[Stored items]
impl<'a> PageRepository<'a> {
    /// Create a new page repository.
    #[must_use]
    pub const fn new(pool: &'a PgPool) -> Self {
        Self { pool }
    }

    /// List all of a user's pages, home first, then by title.
    ///
    /// # Errors
    ///
    /// Returns `RepositoryError::Database` if the query fails.
    pub async fn list_for_user(&self, user_id: UserId) -> Result<Vec<Page>, RepositoryError> {
        let sql = format!(
            "SELECT {PAGE_COLUMNS} FROM pages WHERE user_id = $1
             ORDER BY is_home DESC, title ASC"
        );
        let rows = sqlx::query_as::<_, PageRow>(&sql)
            .bind(user_id.as_i32())
            .fetch_all(self.pool)
            .await?;
        Ok(rows.into_iter().map(Page::from).collect())
    }

    /// Count a user's pages.
    ///
    /// # Errors
    ///
    /// Returns `RepositoryError::Database` if the query fails.
    pub async fn count_for_user(&self, user_id: UserId) -> Result<i64, RepositoryError> {
        let count: i64 = sqlx::query_scalar("SELECT COUNT(*) FROM pages WHERE user_id = $1")
            .bind(user_id.as_i32())
            .fetch_one(self.pool)
            .await?;
        Ok(count)
    }

    /// Get one of the user's pages by id.
    ///
    /// # Errors
    ///
    /// Returns `RepositoryError::Database` if the query fails.
    pub async fn get(
        &self,
        user_id: UserId,
        page_id: PageId,
    ) -> Result<Option<Page>, RepositoryError> {
        let sql = format!("SELECT {PAGE_COLUMNS} FROM pages WHERE id = $1 AND user_id = $2");
        let row = sqlx::query_as::<_, PageRow>(&sql)
            .bind(page_id.as_i32())
            .bind(user_id.as_i32())
            .fetch_optional(self.pool)
            .await?;
        Ok(row.map(Page::from))
    }

    /// Create a page. When `is_home` is set, the previous home page is
    /// unset in the same transaction.
    ///
    /// # Errors
    ///
    /// Returns `RepositoryError::Conflict` on a slug collision,
    /// `RepositoryError::Database` for other failures.
    pub async fn create(
        &self,
        user_id: UserId,
        input: &PageInput,
    ) -> Result<Page, RepositoryError> {
        let mut tx = self.pool.begin().await?;

        if input.is_home {
            clear_home(&mut tx, user_id).await?;
        }

        let sql = format!(
            "INSERT INTO pages (user_id, title, slug, is_home, layout, seo_description,
                                canonical_url, alias, language, tags, discoverable)
             VALUES ($1, $2, $3, $4, $5, $6, $7, $8, $9, $10, $11)
             RETURNING {PAGE_COLUMNS}"
        );
        let row = sqlx::query_as::<_, PageRow>(&sql)
            .bind(user_id.as_i32())
            .bind(&input.title)
            .bind(&input.slug)
            .bind(input.is_home)
            .bind(input.layout.as_deref())
            .bind(input.seo_description.as_deref())
            .bind(input.canonical_url.as_deref())
            .bind(input.alias.as_deref())
            .bind(input.language.as_deref())
            .bind(&input.tags)
            .bind(input.discoverable)
            .fetch_one(&mut *tx)
            .await
            .map_err(|e| RepositoryError::from_unique(e, SLUG_CONFLICT))?;

        tx.commit().await?;

        Ok(Page::from(row))
    }

    /// Update a page. When `is_home` is set, the previous home page is
    /// unset in the same transaction.
    ///
    /// # Errors
    ///
    /// Returns `RepositoryError::NotFound` if the page doesn't exist or
    /// isn't the user's, `RepositoryError::Conflict` on a slug collision,
    /// `RepositoryError::Database` for other failures.
    pub async fn update(
        &self,
        user_id: UserId,
        page_id: PageId,
        input: &PageInput,
    ) -> Result<Page, RepositoryError> {
        let mut tx = self.pool.begin().await?;

        if input.is_home {
            clear_home_except(&mut tx, user_id, page_id).await?;
        }

        let sql = format!(
            "UPDATE pages SET
                 title = $1, slug = $2, is_home = $3, layout = $4,
                 seo_description = $5, canonical_url = $6, alias = $7,
                 language = $8, tags = $9, discoverable = $10, updated_at = NOW()
             WHERE id = $11 AND user_id = $12
             RETURNING {PAGE_COLUMNS}"
        );
        let row = sqlx::query_as::<_, PageRow>(&sql)
            .bind(&input.title)
            .bind(&input.slug)
            .bind(input.is_home)
            .bind(input.layout.as_deref())
            .bind(input.seo_description.as_deref())
            .bind(input.canonical_url.as_deref())
            .bind(input.alias.as_deref())
            .bind(input.language.as_deref())
            .bind(&input.tags)
            .bind(input.discoverable)
            .bind(page_id.as_i32())
            .bind(user_id.as_i32())
            .fetch_optional(&mut *tx)
            .await
            .map_err(|e| RepositoryError::from_unique(e, SLUG_CONFLICT))?
            .ok_or(RepositoryError::NotFound)?;

        tx.commit().await?;

        Ok(Page::from(row))
    }

    /// Make a page the home page, unsetting the previous one atomically.
    ///
    /// # Errors
    ///
    /// Returns `RepositoryError::NotFound` if the page doesn't exist or
    /// isn't the user's, `RepositoryError::Database` for other failures.
    pub async fn set_home(&self, user_id: UserId, page_id: PageId) -> Result<(), RepositoryError> {
        let mut tx = self.pool.begin().await?;

        clear_home_except(&mut tx, user_id, page_id).await?;

        let result = sqlx::query(
            "UPDATE pages SET is_home = TRUE, updated_at = NOW()
             WHERE id = $1 AND user_id = $2",
        )
        .bind(page_id.as_i32())
        .bind(user_id.as_i32())
        .execute(&mut *tx)
        .await?;

        if result.rows_affected() == 0 {
            return Err(RepositoryError::NotFound);
        }

        tx.commit().await?;

        Ok(())
    }

    /// Delete a page (content blocks cascade).
    ///
    /// # Returns
    ///
    /// Returns `true` if the page was deleted, `false` if it didn't exist.
    ///
    /// # Errors
    ///
    /// Returns `RepositoryError::Database` if the query fails.
    pub async fn delete(&self, user_id: UserId, page_id: PageId) -> Result<bool, RepositoryError> {
        let result = sqlx::query("DELETE FROM pages WHERE id = $1 AND user_id = $2")
            .bind(page_id.as_i32())
            .bind(user_id.as_i32())
            .execute(self.pool)
            .await?;
        Ok(result.rows_affected() > 0)
    }

    // =========================================================================
    // Content Blocks
    // =========================================================================

    /// List a page's content blocks in render order.
    ///
    /// # Errors
    ///
    /// Returns `RepositoryError::Database` if the query fails.
    pub async fn list_blocks(
        &self,
        user_id: UserId,
        page_id: PageId,
    ) -> Result<Vec<ContentBlock>, RepositoryError> {
        let rows = sqlx::query_as::<_, BlockRow>(
            "SELECT b.id, b.page_id, b.position, b.kind, b.body
             FROM content_blocks b
             JOIN pages p ON p.id = b.page_id
             WHERE b.page_id = $1 AND p.user_id = $2
             ORDER BY b.position ASC",
        )
        .bind(page_id.as_i32())
        .bind(user_id.as_i32())
        .fetch_all(self.pool)
        .await?;
        Ok(rows.into_iter().map(ContentBlock::from).collect())
    }

    /// Append a content block to a page.
    ///
    /// # Errors
    ///
    /// Returns `RepositoryError::NotFound` if the page doesn't exist or
    /// isn't the user's, `RepositoryError::Database` for other failures.
    pub async fn create_block(
        &self,
        user_id: UserId,
        page_id: PageId,
        kind: &str,
        body: &str,
    ) -> Result<ContentBlock, RepositoryError> {
        // Ownership check and position assignment in one statement: the
        // insert only happens when the page belongs to the user.
        let row = sqlx::query_as::<_, BlockRow>(
            "INSERT INTO content_blocks (page_id, position, kind, body)
             SELECT p.id,
                    COALESCE((SELECT MAX(position) + 1 FROM content_blocks WHERE page_id = p.id), 0),
                    $3, $4
             FROM pages p
             WHERE p.id = $1 AND p.user_id = $2
             RETURNING id, page_id, position, kind, body",
        )
        .bind(page_id.as_i32())
        .bind(user_id.as_i32())
        .bind(kind)
        .bind(body)
        .fetch_optional(self.pool)
        .await?
        .ok_or(RepositoryError::NotFound)?;

        Ok(ContentBlock::from(row))
    }

    /// Update a content block's kind and body.
    ///
    /// # Errors
    ///
    /// Returns `RepositoryError::NotFound` if the block doesn't exist or
    /// belongs to another user's page, `RepositoryError::Database` for
    /// other failures.
    pub async fn update_block(
        &self,
        user_id: UserId,
        block_id: BlockId,
        kind: &str,
        body: &str,
    ) -> Result<ContentBlock, RepositoryError> {
        let row = sqlx::query_as::<_, BlockRow>(
            "UPDATE content_blocks b SET kind = $3, body = $4, updated_at = NOW()
             FROM pages p
             WHERE b.id = $1 AND b.page_id = p.id AND p.user_id = $2
             RETURNING b.id, b.page_id, b.position, b.kind, b.body",
        )
        .bind(block_id.as_i32())
        .bind(user_id.as_i32())
        .bind(kind)
        .bind(body)
        .fetch_optional(self.pool)
        .await?
        .ok_or(RepositoryError::NotFound)?;

        Ok(ContentBlock::from(row))
    }

    /// Delete a content block.
    ///
    /// # Returns
    ///
    /// The page the block belonged to, for redirecting back to its editor.
    ///
    /// # Errors
    ///
    /// Returns `RepositoryError::NotFound` if the block doesn't exist or
    /// belongs to another user's page, `RepositoryError::Database` for
    /// other failures.
    pub async fn delete_block(
        &self,
        user_id: UserId,
        block_id: BlockId,
    ) -> Result<PageId, RepositoryError> {
        let page_id: Option<i32> = sqlx::query_scalar(
            "DELETE FROM content_blocks b
             USING pages p
             WHERE b.id = $1 AND b.page_id = p.id AND p.user_id = $2
             RETURNING b.page_id",
        )
        .bind(block_id.as_i32())
        .bind(user_id.as_i32())
        .fetch_optional(self.pool)
        .await?;

        page_id.map(PageId::new).ok_or(RepositoryError::NotFound)
    }

    /// Swap a block with its neighbor in the given direction.
    ///
    /// Moving the first block up (or the last down) is a no-op.
    ///
    /// # Returns
    ///
    /// The page the block belongs to, for redirecting back to its editor.
    ///
    /// # Errors
    ///
    /// Returns `RepositoryError::NotFound` if the block doesn't exist or
    /// belongs to another user's page, `RepositoryError::Database` for
    /// other failures.
    pub async fn move_block(
        &self,
        user_id: UserId,
        block_id: BlockId,
        direction: MoveDirection,
    ) -> Result<PageId, RepositoryError> {
        let mut tx = self.pool.begin().await?;

        let block = sqlx::query_as::<_, BlockRow>(
            "SELECT b.id, b.page_id, b.position, b.kind, b.body
             FROM content_blocks b
             JOIN pages p ON p.id = b.page_id
             WHERE b.id = $1 AND p.user_id = $2
             FOR UPDATE OF b",
        )
        .bind(block_id.as_i32())
        .bind(user_id.as_i32())
        .fetch_optional(&mut *tx)
        .await?
        .ok_or(RepositoryError::NotFound)?;

        let neighbor_sql = match direction {
            MoveDirection::Up => {
                "SELECT id, page_id, position, kind, body FROM content_blocks
                 WHERE page_id = $1 AND position < $2
                 ORDER BY position DESC LIMIT 1 FOR UPDATE"
            }
            MoveDirection::Down => {
                "SELECT id, page_id, position, kind, body FROM content_blocks
                 WHERE page_id = $1 AND position > $2
                 ORDER BY position ASC LIMIT 1 FOR UPDATE"
            }
        };
        let neighbor = sqlx::query_as::<_, BlockRow>(neighbor_sql)
            .bind(block.page_id)
            .bind(block.position)
            .fetch_optional(&mut *tx)
            .await?;

        if let Some(neighbor) = neighbor {
            swap_positions(&mut tx, block.id, block.position, neighbor.id, neighbor.position)
                .await?;
        }

        tx.commit().await?;

        Ok(PageId::new(block.page_id))
    }
}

== Exercise instructions ==
Look through the data above for the string "async" and copy every line where it appears.

== Answer space ==
    pub async fn list_for_user(&self, user_id: UserId) -> Result<Vec<Page>, RepositoryError> {
    pub async fn count_for_user(&self, user_id: UserId) -> Result<i64, RepositoryError> {
    pub async fn get(
    pub async fn create(
    pub async fn update(
    pub async fn set_home(&self, user_id: UserId, page_id: PageId) -> Result<(), RepositoryError> {
    pub async fn delete(&self, user_id: UserId, page_id: PageId) -> Result<bool, RepositoryError> {
    pub async fn list_blocks(
    pub async fn create_block(
    pub async fn update_block(
    pub async fn delete_block(
    pub async fn move_block(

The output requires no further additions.